§ **WHAT IS EXPECTED**:
Check every line of the entries below for "parsed", and copy the lines that have it.

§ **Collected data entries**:
------------------------------------------------------------------------

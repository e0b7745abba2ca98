//! Rubric Catalog: typed scoring levels and the two fixed rubric sets.
//!
//! Items and dispositions are `&'static` tables in `catalog`; nothing here is loaded at runtime.
//! Levels are only constructible through checked conversions, so an out-of-range score can
//! never reach the aggregator or validator.

pub mod catalog;

use std::fmt;

use serde::{de, Deserialize, Deserializer, Serialize, Serializer};
use thiserror::Error;

/// Wire/disk marker for a competency item with no observable evidence.
pub const NOT_OBSERVED: &str = "not_observed";

#[derive(Debug, Clone, PartialEq, Eq, Error)]
#[error("level {value} is outside the allowed range {min}..={max}")]
pub struct LevelOutOfRange {
    pub value: u8,
    pub min: u8,
    pub max: u8,
}

// ────────────────────────────────────────────────────────────────────────────
// Levels
// ────────────────────────────────────────────────────────────────────────────

/// Competency score, 0..=3.
#[derive(Debug, Clone, Copy, PartialEq, Eq, PartialOrd, Ord, Hash, Serialize, Deserialize)]
#[serde(try_from = "u8", into = "u8")]
pub struct CompetencyLevel(u8);

impl CompetencyLevel {
    pub const MIN: u8 = 0;
    pub const MAX: u8 = 3;
    /// Lowest level that counts as meeting expectations.
    pub const PASSING: CompetencyLevel = CompetencyLevel(2);

    pub fn value(self) -> u8 {
        self.0
    }

    pub fn all() -> impl Iterator<Item = CompetencyLevel> {
        (Self::MIN..=Self::MAX).map(CompetencyLevel)
    }

    pub fn label(self) -> &'static str {
        match self.0 {
            0 => "Does Not Meet Expectations",
            1 => "Approaching Expectations",
            2 => "Meets Expectations",
            _ => "Exceeds Expectations",
        }
    }
}

impl TryFrom<u8> for CompetencyLevel {
    type Error = LevelOutOfRange;

    fn try_from(value: u8) -> Result<Self, Self::Error> {
        if value <= Self::MAX {
            Ok(CompetencyLevel(value))
        } else {
            Err(LevelOutOfRange {
                value,
                min: Self::MIN,
                max: Self::MAX,
            })
        }
    }
}

impl From<CompetencyLevel> for u8 {
    fn from(level: CompetencyLevel) -> Self {
        level.0
    }
}

/// Professional disposition score, 1..=4. Stricter passing threshold than competencies.
#[derive(Debug, Clone, Copy, PartialEq, Eq, PartialOrd, Ord, Hash, Serialize, Deserialize)]
#[serde(try_from = "u8", into = "u8")]
pub struct DispositionLevel(u8);

impl DispositionLevel {
    pub const MIN: u8 = 1;
    pub const MAX: u8 = 4;
    pub const PASSING: DispositionLevel = DispositionLevel(3);

    pub fn value(self) -> u8 {
        self.0
    }

    pub fn all() -> impl Iterator<Item = DispositionLevel> {
        (Self::MIN..=Self::MAX).map(DispositionLevel)
    }

    pub fn label(self) -> &'static str {
        match self.0 {
            1 => "Unacceptable",
            2 => "Developing",
            3 => "Proficient",
            _ => "Exemplary",
        }
    }
}

impl TryFrom<u8> for DispositionLevel {
    type Error = LevelOutOfRange;

    fn try_from(value: u8) -> Result<Self, Self::Error> {
        if (Self::MIN..=Self::MAX).contains(&value) {
            Ok(DispositionLevel(value))
        } else {
            Err(LevelOutOfRange {
                value,
                min: Self::MIN,
                max: Self::MAX,
            })
        }
    }
}

impl From<DispositionLevel> for u8 {
    fn from(level: DispositionLevel) -> Self {
        level.0
    }
}

// ────────────────────────────────────────────────────────────────────────────
// Score
// ────────────────────────────────────────────────────────────────────────────

/// A competency item score.
///
/// Serialized as a bare integer for `Level` and as `"not_observed"` for `NotObserved`,
/// which keeps stored files readable by older tooling.
#[derive(Debug, Clone, Copy, PartialEq, Eq, Hash)]
pub enum Score {
    Level(CompetencyLevel),
    NotObserved,
}

impl Score {
    /// Numeric level, or `None` for `NotObserved`.
    pub fn level(self) -> Option<CompetencyLevel> {
        match self {
            Score::Level(level) => Some(level),
            Score::NotObserved => None,
        }
    }

    pub fn label(self) -> String {
        match self {
            Score::Level(level) => format!("{} - {}", level.value(), level.label()),
            Score::NotObserved => "Not Observed".to_string(),
        }
    }
}

impl From<CompetencyLevel> for Score {
    fn from(level: CompetencyLevel) -> Self {
        Score::Level(level)
    }
}

impl fmt::Display for Score {
    fn fmt(&self, f: &mut fmt::Formatter<'_>) -> fmt::Result {
        match self {
            Score::Level(level) => write!(f, "{}", level.value()),
            Score::NotObserved => f.write_str(NOT_OBSERVED),
        }
    }
}

impl Serialize for Score {
    fn serialize<S: Serializer>(&self, serializer: S) -> Result<S::Ok, S::Error> {
        match self {
            Score::Level(level) => serializer.serialize_u8(level.value()),
            Score::NotObserved => serializer.serialize_str(NOT_OBSERVED),
        }
    }
}

impl<'de> Deserialize<'de> for Score {
    fn deserialize<D: Deserializer<'de>>(deserializer: D) -> Result<Self, D::Error> {
        #[derive(Deserialize)]
        #[serde(untagged)]
        enum RawScore {
            Level(u8),
            Marker(String),
        }

        match RawScore::deserialize(deserializer)? {
            RawScore::Level(value) => CompetencyLevel::try_from(value)
                .map(Score::Level)
                .map_err(de::Error::custom),
            RawScore::Marker(marker) if marker == NOT_OBSERVED => Ok(Score::NotObserved),
            RawScore::Marker(other) => Err(de::Error::custom(format!(
                "expected a level 0-3 or \"{NOT_OBSERVED}\", got \"{other}\""
            ))),
        }
    }
}

// ────────────────────────────────────────────────────────────────────────────
// Rubric data
// ────────────────────────────────────────────────────────────────────────────

#[derive(Debug, Clone, Copy, Serialize)]
pub struct LevelDescriptor {
    pub level: u8,
    pub description: &'static str,
}

/// A single competency item. `levels[i]` describes level `i`.
#[derive(Debug, Clone, Serialize)]
pub struct RubricItem {
    pub id: &'static str,
    pub code: &'static str,
    pub title: &'static str,
    pub area: &'static str,
    pub levels: [LevelDescriptor; 4],
}

impl RubricItem {
    pub fn level_description(&self, level: CompetencyLevel) -> &'static str {
        self.levels[level.value() as usize].description
    }
}

#[derive(Debug, Clone, Serialize)]
pub struct Disposition {
    pub id: &'static str,
    pub name: &'static str,
    pub description: &'static str,
    pub criteria: &'static [&'static str],
}

/// Selects one of the two fixed rubric sets.
#[derive(Debug, Clone, Copy, PartialEq, Eq, Hash, Serialize, Deserialize)]
#[serde(rename_all = "snake_case")]
pub enum RubricType {
    FieldEvaluation,
    Ster,
}

impl RubricType {
    pub fn as_str(self) -> &'static str {
        match self {
            RubricType::FieldEvaluation => "field_evaluation",
            RubricType::Ster => "ster",
        }
    }

    pub fn display_name(self) -> &'static str {
        match self {
            RubricType::FieldEvaluation => "Field Evaluation",
            RubricType::Ster => "Student Teaching Evaluation Rubric (STER)",
        }
    }

    pub fn rubric_set(self) -> RubricSet {
        match self {
            RubricType::FieldEvaluation => RubricSet {
                rubric_type: self,
                title: self.display_name(),
                items: catalog::FIELD_EVALUATION_ITEMS,
                dispositions: catalog::DISPOSITIONS,
            },
            RubricType::Ster => RubricSet {
                rubric_type: self,
                title: self.display_name(),
                items: catalog::STER_ITEMS,
                dispositions: &[],
            },
        }
    }
}

impl std::str::FromStr for RubricType {
    type Err = String;

    fn from_str(s: &str) -> Result<Self, Self::Err> {
        match s {
            "field_evaluation" => Ok(RubricType::FieldEvaluation),
            "ster" => Ok(RubricType::Ster),
            other => Err(format!("unknown rubric type '{other}'")),
        }
    }
}

/// The active items and dispositions for one rubric type.
#[derive(Debug, Clone, Serialize)]
pub struct RubricSet {
    pub rubric_type: RubricType,
    pub title: &'static str,
    pub items: &'static [RubricItem],
    pub dispositions: &'static [Disposition],
}

impl RubricSet {
    pub fn item(&self, id: &str) -> Option<&'static RubricItem> {
        self.items.iter().find(|item| item.id == id)
    }

    pub fn disposition(&self, id: &str) -> Option<&'static Disposition> {
        self.dispositions.iter().find(|d| d.id == id)
    }
}

#[cfg(test)]
mod tests {
    use super::*;

    #[test]
    fn test_competency_level_range() {
        assert!(CompetencyLevel::try_from(0).is_ok());
        assert!(CompetencyLevel::try_from(3).is_ok());
        let err = CompetencyLevel::try_from(4).unwrap_err();
        assert_eq!(err.max, 3);
    }

    #[test]
    fn test_disposition_level_range() {
        assert!(DispositionLevel::try_from(0).is_err());
        assert!(DispositionLevel::try_from(1).is_ok());
        assert!(DispositionLevel::try_from(4).is_ok());
        assert!(DispositionLevel::try_from(5).is_err());
    }

    #[test]
    fn test_score_serializes_as_int_or_marker() {
        let level = Score::Level(CompetencyLevel::try_from(2).unwrap());
        assert_eq!(serde_json::to_string(&level).unwrap(), "2");
        assert_eq!(
            serde_json::to_string(&Score::NotObserved).unwrap(),
            "\"not_observed\""
        );
    }

    #[test]
    fn test_score_deserializes_both_shapes() {
        let level: Score = serde_json::from_str("3").unwrap();
        assert_eq!(level.level().map(|l| l.value()), Some(3));
        let marker: Score = serde_json::from_str("\"not_observed\"").unwrap();
        assert_eq!(marker, Score::NotObserved);
    }

    #[test]
    fn test_score_rejects_out_of_range_and_unknown_marker() {
        assert!(serde_json::from_str::<Score>("4").is_err());
        assert!(serde_json::from_str::<Score>("-1").is_err());
        assert!(serde_json::from_str::<Score>("\"n/a\"").is_err());
    }

    #[test]
    fn test_disposition_level_deserialize_rejects_zero() {
        assert!(serde_json::from_str::<DispositionLevel>("0").is_err());
        let level: DispositionLevel = serde_json::from_str("4").unwrap();
        assert_eq!(level.value(), 4);
    }

    #[test]
    fn test_rubric_type_serde_snake_case() {
        let json = serde_json::to_string(&RubricType::FieldEvaluation).unwrap();
        assert_eq!(json, "\"field_evaluation\"");
        let parsed: RubricType = serde_json::from_str("\"ster\"").unwrap();
        assert_eq!(parsed, RubricType::Ster);
        assert_eq!("ster".parse::<RubricType>().unwrap(), RubricType::Ster);
        assert!("other".parse::<RubricType>().is_err());
    }
}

------------------------------------------------------------------------

§ **FINAL ANSWER**:
        let parsed: RubricType = serde_json::from_str("\"ster\"").unwrap();
        assert_eq!(parsed, RubricType::Ster);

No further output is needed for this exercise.